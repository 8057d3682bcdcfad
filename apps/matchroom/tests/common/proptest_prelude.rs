// Shared proptest configuration for integration tests.
//
// PROPTEST_CASES overrides the case count (default 64).

pub fn proptest_prelude_config() -> proptest::prelude::ProptestConfig {
    let cases = std::env::var("PROPTEST_CASES")
        .ok()
        .and_then(|s| s.parse::<u32>().ok())
        .unwrap_or(64)
        .max(1);

    proptest::prelude::ProptestConfig {
        cases,
        failure_persistence: None,
        ..proptest::prelude::ProptestConfig::default()
    }
}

### Problem statement
When the material above is given again, every line must match it exactly.

### Exercise answer
repository 8057d3682bcdcfad
filename apps/matchroom/tests/common/proptest_prelude.rs
// Shared proptest configuration for integration tests.
//
// PROPTEST_CASES overrides the case count (default 64).

pub fn proptest_prelude_config() -> proptest::prelude::ProptestConfig {
    let cases = std::env::var("PROPTEST_CASES")
        .ok()
        .and_then(|s| s.parse::<u32>().ok())
        .unwrap_or(64)
        .max(1);

    proptest::prelude::ProptestConfig {
        cases,
        failure_persistence: None,
        ..proptest::prelude::ProptestConfig::default()
    }
}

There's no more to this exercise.